Brand’s answer was ambivalent. Despite it’s prize-winning reception at the world’s most prestigious scenario competition, individual feedback has been positive and negative in almost equal measure. Some people dismiss the idea of a Terry Fox game immediately. He admits the text is flawed, that it assumes familiarity with skills and techniques that those new to role-playing might not have. It’s also a relatively passive game, an “odd joint meditation focused more on how you feel internally than what you do externally,” in his own words, disappointing those who want live-action play to be energetic and physical. The appeal of the game isn’t in its tone or energy. What’s happening to you and your character might not be fun, exactly. And Brand is eager to set realistic expectations to anyone who encounters this game.
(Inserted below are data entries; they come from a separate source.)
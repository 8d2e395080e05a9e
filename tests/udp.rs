use std::time::Duration;

use edge_net::net::UdpSocket;
use edge_net::{Events, Interest, Poll, Token};

mod util;

const SENDER: Token = Token(1);
const RECEIVER: Token = Token(2);

const TIMEOUT: Option<Duration> = Some(Duration::from_millis(2000));

fn bind_loopback() -> UdpSocket {
    UdpSocket::bind("127.0.0.1:0".parse().unwrap()).unwrap()
}

#[test]
fn roundtrip_between_two_sockets() {
    let mut poll = Poll::new().unwrap();
    let mut events = Events::with_capacity(64);

    let mut alice = bind_loopback();
    let mut bob = bind_loopback();
    let bob_addr = bob.local_addr().unwrap();
    let alice_addr = alice.local_addr().unwrap();

    poll.registry()
        .register(&mut alice, SENDER, Interest::WRITABLE)
        .unwrap();
    poll.registry()
        .register(&mut bob, RECEIVER, Interest::READABLE)
        .unwrap();

    alice.send_to(b"ping", bob_addr).unwrap();

    poll.poll(&mut events, TIMEOUT).unwrap();
    assert!(events
        .iter()
        .any(|event| event.token() == RECEIVER && event.is_readable()));

    let mut buf = [0; 16];
    let (n, from) = util::retry(|| bob.recv_from(&mut buf));
    assert_eq!(&buf[..n], b"ping");
    assert_eq!(from, alice_addr);
}

#[test]
fn recv_on_empty_socket_would_block() {
    let socket = bind_loopback();

    let mut buf = [0; 16];
    let err = socket.recv_from(&mut buf).unwrap_err();
    assert!(err.is_would_block());
}

#[test]
fn connected_pair_uses_send_recv() {
    let alice = bind_loopback();
    let bob = bind_loopback();

    alice.connect(bob.local_addr().unwrap()).unwrap();
    bob.connect(alice.local_addr().unwrap()).unwrap();

    assert_eq!(alice.peer_addr().unwrap(), bob.local_addr().unwrap());

    alice.send(b"direct").unwrap();

    let mut buf = [0; 16];
    let n = util::retry(|| bob.recv(&mut buf));
    assert_eq!(&buf[..n], b"direct");
}

#[test]
fn peek_leaves_datagram_queued() {
    let alice = bind_loopback();
    let bob = bind_loopback();

    alice.send_to(b"twice", bob.local_addr().unwrap()).unwrap();

    let mut buf = [0; 16];
    let (n, _) = util::retry(|| bob.peek_from(&mut buf));
    assert_eq!(&buf[..n], b"twice");

    let (n, _) = util::retry(|| bob.recv_from(&mut buf));
    assert_eq!(&buf[..n], b"twice");
}

#[test]
fn socket_options_roundtrip() {
    let socket = bind_loopback();

    socket.set_broadcast(true).unwrap();
    assert!(socket.broadcast().unwrap());

    socket.set_ttl(42).unwrap();
    assert_eq!(socket.ttl().unwrap(), 42);

    assert_eq!(socket.take_error().unwrap(), None);
}
use std::net::Shutdown;
use std::path::Path;
use std::time::Duration;

use edge_net::net::{UnixDatagram, UnixListener, UnixStream};
use edge_net::{Events, Interest, Poll, Token};

mod util;

const LISTENER: Token = Token(0);
const SERVER: Token = Token(1);

const TIMEOUT: Option<Duration> = Some(Duration::from_millis(2000));

struct PathGuard(std::path::PathBuf);

impl PathGuard {
    fn path(&self) -> &Path {
        &self.0
    }
}

impl Drop for PathGuard {
    fn drop(&mut self) {
        let _ = std::fs::remove_file(&self.0);
    }
}

#[test]
fn listener_reports_bound_pathname() {
    let path = PathGuard(util::temp_sock("listener-addr"));
    let listener = UnixListener::bind(path.path()).unwrap();

    let addr = listener.local_addr().unwrap();
    assert!(!addr.is_unnamed());
    assert_eq!(addr.as_pathname(), Some(path.path()));
}

#[test]
fn stream_echo_roundtrip() {
    let path = PathGuard(util::temp_sock("stream-echo"));

    let mut poll = Poll::new().unwrap();
    let mut events = Events::with_capacity(64);

    let mut listener = UnixListener::bind(path.path()).unwrap();
    poll.registry()
        .register(&mut listener, LISTENER, Interest::READABLE)
        .unwrap();

    let client = UnixStream::connect(path.path()).unwrap();
    util::retry(|| client.write(b"hello"));

    poll.poll(&mut events, TIMEOUT).unwrap();
    assert!(events
        .iter()
        .any(|event| event.token() == LISTENER && event.is_readable()));

    let (mut stream, peer) = listener.accept().unwrap();
    // The client never bound a name of its own.
    assert!(peer.is_unnamed());

    poll.registry()
        .register(&mut stream, SERVER, Interest::READABLE)
        .unwrap();
    poll.poll(&mut events, TIMEOUT).unwrap();

    let mut buf = [0; 16];
    let n = util::retry(|| stream.read(&mut buf));
    assert_eq!(&buf[..n], b"hello");

    stream.write(&buf[..n]).unwrap();

    let mut echoed = [0; 16];
    let n = util::retry(|| client.read(&mut echoed));
    assert_eq!(&echoed[..n], b"hello");
}

#[test]
fn pair_is_connected_both_ways() {
    let (left, right) = UnixStream::pair().unwrap();

    left.write(b"ping").unwrap();
    let mut buf = [0; 16];
    let n = util::retry(|| right.read(&mut buf));
    assert_eq!(&buf[..n], b"ping");

    right.write(b"pong").unwrap();
    let n = util::retry(|| left.read(&mut buf));
    assert_eq!(&buf[..n], b"pong");
}

#[test]
fn zero_byte_read_after_peer_write_shutdown() {
    let (left, right) = UnixStream::pair().unwrap();

    left.write(b"last").unwrap();
    left.shutdown(Shutdown::Write).unwrap();

    let mut buf = [0; 16];
    let n = util::retry(|| right.read(&mut buf));
    assert_eq!(&buf[..n], b"last");
    assert_eq!(util::retry(|| right.read(&mut buf)), 0);
}

#[test]
fn peer_cred_reports_own_process() {
    let (left, _right) = UnixStream::pair().unwrap();

    let cred = left.peer_cred().unwrap();
    assert_eq!(cred.uid, unsafe { libc::getuid() });
    assert_eq!(cred.gid, unsafe { libc::getgid() });
    assert_eq!(cred.pid, std::process::id() as libc::pid_t);
}

#[test]
fn datagram_roundtrip_over_paths() {
    let alice_path = PathGuard(util::temp_sock("dgram-alice"));
    let bob_path = PathGuard(util::temp_sock("dgram-bob"));

    let alice = UnixDatagram::bind(alice_path.path()).unwrap();
    let bob = UnixDatagram::bind(bob_path.path()).unwrap();

    alice.send_to(b"ping", bob_path.path()).unwrap();

    let mut buf = [0; 16];
    let (n, from) = util::retry(|| bob.recv_from(&mut buf));
    assert_eq!(&buf[..n], b"ping");
    assert_eq!(from.as_pathname(), Some(alice_path.path()));
}

#[test]
fn datagram_pair_uses_send_recv() {
    let (alice, bob) = UnixDatagram::pair().unwrap();

    alice.send(b"direct").unwrap();

    let mut buf = [0; 16];
    let n = util::retry(|| bob.recv(&mut buf));
    assert_eq!(&buf[..n], b"direct");

    assert!(bob.local_addr().unwrap().is_unnamed());
}

#[test]
fn unbound_datagram_recv_would_block() {
    let socket = UnixDatagram::unbound().unwrap();

    let mut buf = [0; 16];
    let err = socket.recv(&mut buf).unwrap_err();
    assert!(err.is_would_block());
}

#[test]
fn datagram_sources_deliver_events() {
    let mut poll = Poll::new().unwrap();
    let mut events = Events::with_capacity(64);

    let (alice, mut bob) = UnixDatagram::pair().unwrap();
    poll.registry()
        .register(&mut bob, Token(5), Interest::READABLE)
        .unwrap();

    alice.send(b"wake").unwrap();

    poll.poll(&mut events, TIMEOUT).unwrap();
    assert!(events
        .iter()
        .any(|event| event.token() == Token(5) && event.is_readable()));
}
use std::fmt;
use std::mem;
use std::net::SocketAddr;
use std::os::unix::io::{AsRawFd, FromRawFd, IntoRawFd, RawFd};

use crate::net::TcpStream;
use crate::sys::unix::fd::FdGuard;
use crate::sys::unix::{cvt, net as sys};
use crate::unix::SourceFd;
use crate::{Error, Interest, Registry, Result, Source, Token};

/// A TCP socket server, listening for connections.
///
/// The listener is non-blocking: with no pending connection,
/// [`accept`] fails with a would-block error. Register it readable
/// and accept in a loop on every event until the queue is drained.
///
/// # Examples
///
/// ```
/// use edge_net::net::TcpListener;
/// use edge_net::{Interest, Poll, Token};
///
/// let mut listener = TcpListener::bind("127.0.0.1:0".parse().unwrap())?;
///
/// let mut poll = Poll::new()?;
/// poll.registry()
///     .register(&mut listener, Token(0), Interest::READABLE)?;
///
/// // Nobody is connecting yet.
/// assert!(listener.accept().unwrap_err().is_would_block());
/// # edge_net::Result::Ok(())
/// ```
///
/// [`accept`]: #method.accept
pub struct TcpListener {
    fd: FdGuard,
}

impl TcpListener {
    /// Binds a new listener to the given address and starts
    /// listening.
    ///
    /// `SO_REUSEADDR` is set before binding, matching the common
    /// server restart pattern. A port of 0 asks the OS to choose one;
    /// the assignment is visible through [`local_addr`].
    ///
    /// [`local_addr`]: #method.local_addr
    pub fn bind(addr: SocketAddr) -> Result<TcpListener> {
        let fd = sys::new_socket(sys::domain_of(&addr), libc::SOCK_STREAM)?;
        let listener = TcpListener { fd: FdGuard::new(fd) };

        sys::setsockopt(fd, libc::SOL_SOCKET, libc::SO_REUSEADDR, 1 as libc::c_int)?;

        let (sockaddr, socklen) = sys::socket_addr(&addr);
        cvt(unsafe { libc::bind(fd, sockaddr.as_ptr(), socklen) })?;
        cvt(unsafe { libc::listen(fd, libc::SOMAXCONN) })?;

        Ok(listener)
    }

    /// Accepts a pending connection, returning the stream and the
    /// peer address.
    ///
    /// The returned stream is itself non-blocking and close-on-exec.
    /// With no pending connection the call fails with a would-block
    /// error.
    pub fn accept(&self) -> Result<(TcpStream, SocketAddr)> {
        let mut storage: libc::sockaddr_storage = unsafe { mem::zeroed() };
        let mut socklen = mem::size_of::<libc::sockaddr_storage>() as libc::socklen_t;

        let fd = cvt(unsafe {
            libc::accept4(
                self.fd.raw(),
                &mut storage as *mut _ as *mut libc::sockaddr,
                &mut socklen,
                libc::SOCK_NONBLOCK | libc::SOCK_CLOEXEC,
            )
        })?;
        let stream = TcpStream::from_fd(FdGuard::new(fd));

        let peer = sys::to_socket_addr(&storage)?;
        Ok((stream, peer))
    }

    /// Returns the local address this listener is bound to.
    pub fn local_addr(&self) -> Result<SocketAddr> {
        sys::local_addr(self.fd.raw())
    }

    /// Sets the `SO_REUSEADDR` option for this socket.
    ///
    /// Already enabled by [`bind`].
    ///
    /// [`bind`]: #method.bind
    pub fn set_reuseaddr(&self, reuseaddr: bool) -> Result<()> {
        sys::setsockopt(
            self.fd.raw(),
            libc::SOL_SOCKET,
            libc::SO_REUSEADDR,
            reuseaddr as libc::c_int,
        )
    }

    /// Sets the `SO_REUSEPORT` option for this socket.
    ///
    /// Lets multiple listeners bind the same address, with the
    /// kernel balancing incoming connections between them.
    pub fn set_reuseport(&self, reuseport: bool) -> Result<()> {
        sys::setsockopt(
            self.fd.raw(),
            libc::SOL_SOCKET,
            libc::SO_REUSEPORT,
            reuseport as libc::c_int,
        )
    }

    /// Sets the `IP_TTL` option for this socket.
    pub fn set_ttl(&self, ttl: u32) -> Result<()> {
        sys::setsockopt(
            self.fd.raw(),
            libc::IPPROTO_IP,
            libc::IP_TTL,
            ttl as libc::c_int,
        )
    }

    /// Gets the `IP_TTL` option for this socket.
    pub fn ttl(&self) -> Result<u32> {
        let val: libc::c_int = sys::getsockopt(self.fd.raw(), libc::IPPROTO_IP, libc::IP_TTL)?;
        Ok(val as u32)
    }

    /// Returns and clears the pending error on this socket, if any.
    pub fn take_error(&self) -> Result<Option<Error>> {
        sys::take_error(self.fd.raw())
    }
}

impl Source for TcpListener {
    fn register(
        &mut self,
        registry: &Registry,
        token: Token,
        interests: Interest,
    ) -> Result<()> {
        SourceFd(&self.fd.raw()).register(registry, token, interests)
    }

    fn reregister(
        &mut self,
        registry: &Registry,
        token: Token,
        interests: Interest,
    ) -> Result<()> {
        SourceFd(&self.fd.raw()).reregister(registry, token, interests)
    }

    fn deregister(&mut self, registry: &Registry) -> Result<()> {
        SourceFd(&self.fd.raw()).deregister(registry)
    }
}

impl AsRawFd for TcpListener {
    fn as_raw_fd(&self) -> RawFd {
        self.fd.raw()
    }
}

impl FromRawFd for TcpListener {
    unsafe fn from_raw_fd(fd: RawFd) -> TcpListener {
        TcpListener { fd: FdGuard::new(fd) }
    }
}

impl IntoRawFd for TcpListener {
    fn into_raw_fd(mut self) -> RawFd {
        self.fd.release()
    }
}

impl fmt::Debug for TcpListener {
    fn fmt(&self, fmt: &mut fmt::Formatter<'_>) -> fmt::Result {
        fmt.debug_struct("TcpListener").field("fd", &self.fd).finish()
    }
}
He’s emphatic that no one should play it who isn’t ready to handle difficult topics, and their fellow players, with great care.
It’s a game about trauma, on the macro and micro level. And players with trauma in their own pasts seem to be the most drawn to it, and to have the most positive experiences. When people who see their own PTSD in Michel, or their own grief in Kelly, engage with the game, they aren’t necessarily triggered — though the text has multiple safety mechanics in case that does happen. Instead, the act of playing together becomes a chance to connect, to understand and feel understood. It’s the nature of creative, collaborative play. This connection can happen in any game, from high-fantasy Dungeons & Dragons to the most serious and realistic scenario. But there is power in bringing to the surface what is often hidden in shame. “Sometimes we try and protect people from themselves,” Brand said offhandedly in our interview, “but we should be giving them the tools to protect themselves when they want to protect themselves.”
To call this the most Canadian game ever made is pretty bold contention, and it’s one I’ll stand by. Even if it’s not perfect, and even if most people won’t — and maybe even shouldn’t — play it. Even if it was written by a man born in the United States, which casts a long shadow over our national identity and to which we often seek to define ourselves in opposition. This game is quintessentially Canadian because it refutes the idea of a quintessential Canadian story, and offers us instead four unique, personal stories that intertwine in inconvenient and sometimes painful ways. Those four stories can only be resolved, if they can be resolved at all, together. The titular Hope is not a treasure, and not a power. It remains a question. The final outcome is uncertain, because nothing is guaranteed. There are just people, surviving a legacy of pain, running together towards their best chance at a fresh start. What could be more Canadian than that?